Be good for a stronger movement towards living for experience not engaged with constant consumerism and the marketing that drives it. Maybe a start is “phone free days”....

Currently almost all businesses have retrenched to essential operational spending only. Zero on business change or improvements. So unlocking the money is the key here. A bunch of engineers are gonna need a lot of help...

"unlocking the money is the key"
Yes, it is. The money; the debt, is here already. It's just in the wrong places, as this thoughtful article suggests.

The most encouraging thing is that commentators here; journalists there and New Zealanders everywhere realise that change is upon us. What we did before is not a template for what we will do in the future. Retain the good, ditch the bad. We can all see it's inevitable. And are we courageous enough to embrace it? Yes, we are!

I need more on how the money gets redirected. Who is funding this massive change? The govt isnt. Business isnt either. Banks wont. Who are the courageous people you are rallying? Solve the money and the engineering is easy. Plenty are just sitting around waiting.

"The govt isnt."
The Government HAS to do it! It's us. We are the Government. If we don't like what Labour is putting before us now, toss them out and give National a go.
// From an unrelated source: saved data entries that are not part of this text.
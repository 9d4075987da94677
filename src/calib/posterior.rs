//! Statistics of the bivariate normal over θ.

use nalgebra::Vector2;
use rayon::prelude::*;

use crate::domain::{ConfidenceInterval, Param, ParameterDistribution, Theta};
use crate::math::{chi2_2dof_quantile, gaussian_pdf, inverse_spd, two_sided_z};

/// Joint density sampled on a regular grid.
///
/// `density[row][col]` is evaluated at `(g_values[col], h0_values[row])`.
#[derive(Debug, Clone, PartialEq)]
pub struct DensityGrid {
    pub g_values: Vec<f64>,
    pub h0_values: Vec<f64>,
    pub density: Vec<Vec<f64>>,
}

impl DensityGrid {
    pub fn max_density(&self) -> f64 {
        self.density
            .iter()
            .flatten()
            .copied()
            .fold(0.0, f64::max)
    }
}

impl ParameterDistribution {
    pub fn variance(&self, param: Param) -> f64 {
        let i = param.index();
        self.covariance[i][i]
    }

    pub fn std_dev(&self, param: Param) -> f64 {
        self.variance(param).max(0.0).sqrt()
    }

    /// Correlation between `g` and `h0` (0 when either variance vanishes).
    pub fn correlation(&self) -> f64 {
        let denom = self.std_dev(Param::G) * self.std_dev(Param::H0);
        if denom > 0.0 {
            (self.covariance[0][1] / denom).clamp(-1.0, 1.0)
        } else {
            0.0
        }
    }

    pub fn marginal_pdf(&self, param: Param, x: f64) -> f64 {
        gaussian_pdf(x, self.mean.get(param), self.std_dev(param))
    }

    /// Squared Mahalanobis distance of `theta` from the mean.
    ///
    /// `None` for a degenerate covariance.
    pub fn mahalanobis_sq(&self, theta: &Theta) -> Option<f64> {
        let precision = inverse_spd(&self.covariance_matrix())?;
        let d: Vector2<f64> = theta.to_vector() - self.mean.to_vector();
        Some((d.transpose() * precision * d)[(0, 0)])
    }

    /// Joint density at `theta` (0 for a degenerate covariance).
    pub fn joint_pdf(&self, theta: &Theta) -> f64 {
        let det = self.covariance_matrix().determinant();
        match self.mahalanobis_sq(theta) {
            Some(m2) if det > 0.0 => (-0.5 * m2).exp() / (2.0 * std::f64::consts::PI * det.sqrt()),
            _ => 0.0,
        }
    }

    /// Bilateral interval `mean ± z·sd` with `P(lower ≤ X ≤ upper) = level`.
    pub fn marginal_interval(&self, param: Param, level: f64) -> ConfidenceInterval {
        let estimate = self.mean.get(param);
        let half = two_sided_z(level) * self.std_dev(param);
        ConfidenceInterval {
            param,
            level,
            estimate,
            lower: estimate - half,
            upper: estimate + half,
        }
    }

    pub fn intervals(&self, level: f64) -> Vec<ConfidenceInterval> {
        Param::ALL
            .iter()
            .map(|&p| self.marginal_interval(p, level))
            .collect()
    }

    /// Whether `theta` lies inside the joint `level` ellipse.
    pub fn joint_region_contains(&self, theta: &Theta, level: f64) -> bool {
        self.mahalanobis_sq(theta)
            .is_some_and(|m2| m2 <= chi2_2dof_quantile(level))
    }

    /// Joint density on a `steps × steps` grid spanning `mean ± n_sigma·sd`.
    pub fn density_grid(&self, steps: usize, n_sigma: f64) -> DensityGrid {
        let g_values = axis(self.mean.g, self.std_dev(Param::G), steps, n_sigma);
        let h0_values = axis(self.mean.h0, self.std_dev(Param::H0), steps, n_sigma);

        let density = h0_values
            .par_iter()
            .map(|&h0| {
                g_values
                    .iter()
                    .map(|&g| self.joint_pdf(&Theta::new(g, h0)))
                    .collect()
            })
            .collect();

        DensityGrid {
            g_values,
            h0_values,
            density,
        }
    }
}

/// Evenly spaced values over `center ± n_sigma·sd`.
///
/// A zero spread still yields a usable axis around `center`.
pub fn axis(center: f64, sd: f64, steps: usize, n_sigma: f64) -> Vec<f64> {
    let steps = steps.max(2);
    let half = if sd > 0.0 {
        n_sigma * sd
    } else {
        (center.abs() * 1e-3).max(1e-6)
    };
    let lo = center - half;
    let step = 2.0 * half / (steps - 1) as f64;
    (0..steps).map(|i| lo + i as f64 * step).collect()
}

#[cfg(test)]
mod tests {
    use super::*;
    use crate::math::covariance_from_sigmas;

    fn dist() -> ParameterDistribution {
        ParameterDistribution::new(Theta::new(9.8, 46.0), covariance_from_sigmas(0.2, 1.5, -0.6))
    }

    #[test]
    fn interval_brackets_mean() {
        let d = dist();
        for level in [0.5, 0.9, 0.95, 0.99] {
            for ci in d.intervals(level) {
                assert!(ci.lower <= ci.estimate && ci.estimate <= ci.upper);
                assert!(ci.contains(d.mean.get(ci.param)));
            }
        }
        let g95 = d.marginal_interval(Param::G, 0.95);
        assert!((g95.width() - 2.0 * 1.959_964 * 0.2).abs() < 1e-4);
    }

    #[test]
    fn wider_level_gives_wider_interval() {
        let d = dist();
        let narrow = d.marginal_interval(Param::H0, 0.68);
        let wide = d.marginal_interval(Param::H0, 0.99);
        assert!(wide.width() > narrow.width());
    }

    #[test]
    fn correlation_and_sd() {
        let d = dist();
        assert!((d.std_dev(Param::G) - 0.2).abs() < 1e-12);
        assert!((d.std_dev(Param::H0) - 1.5).abs() < 1e-12);
        assert!((d.correlation() + 0.6).abs() < 1e-12);
    }

    #[test]
    fn joint_region_and_mahalanobis() {
        let d = dist();
        assert_eq!(d.mahalanobis_sq(&d.mean), Some(0.0));
        assert!(d.joint_region_contains(&d.mean, 0.95));
        assert!(!d.joint_region_contains(&Theta::new(11.0, 46.0), 0.95));
    }

    #[test]
    fn joint_pdf_peaks_at_mean() {
        let d = dist();
        let peak = d.joint_pdf(&d.mean);
        assert!(peak > d.joint_pdf(&Theta::new(9.9, 46.0)));
        let grid = d.density_grid(21, 3.0);
        assert_eq!(grid.g_values.len(), 21);
        assert_eq!(grid.density.len(), 21);
        assert!((grid.max_density() - peak).abs() < 1e-12);
    }

    #[test]
    fn marginal_pdf_integrates_to_one() {
        let d = dist();
        let xs = axis(d.mean.g, d.std_dev(Param::G), 2001, 8.0);
        let dx = xs[1] - xs[0];
        let total: f64 = xs.iter().map(|&x| d.marginal_pdf(Param::G, x) * dx).sum();
        assert!((total - 1.0).abs() < 1e-3);
    }

    #[test]
    fn degenerate_covariance_has_no_density() {
        let d = ParameterDistribution::new(Theta::new(9.8, 46.0), nalgebra::Matrix2::zeros());
        assert_eq!(d.joint_pdf(&d.mean), 0.0);
        let ci = d.marginal_interval(Param::G, 0.95);
        assert_eq!(ci.lower, ci.upper);
    }
}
But from what I see, National is already a lost cause.
"Where is the funding coming from?" From the release of debt tied up in exiting malinvestment by the Private Sector. As mortgages are repaid, don't issue the equivalent ( or more!) debt into that sector. Direct the banks in other directions for that 'new' debt. ( As I suggest; it's already here - the debt - just malapplied)
So if ever there is a time to be courageous as OUR government, it's now and the one we have.
If we don't collectively restructure our economy and future now, then others will do it for us anyway.
Time, as always, will tell.

( Read the comment in the below link to see a good example of malinvestment on a grand scale! It's called - Christchurch)
Christchurch should have been developed as New Zealand's replacement capital. Move Government away from Wellington where we KNOW an earthquake of some size is coming.
Why didn't we do that? Because it would have damaged the 'value' of property owned by people ( politicians?!) up there, and that had the be avoided at all costs. Likewise, every other decision made in ChCh - they all had the same misguided imperative)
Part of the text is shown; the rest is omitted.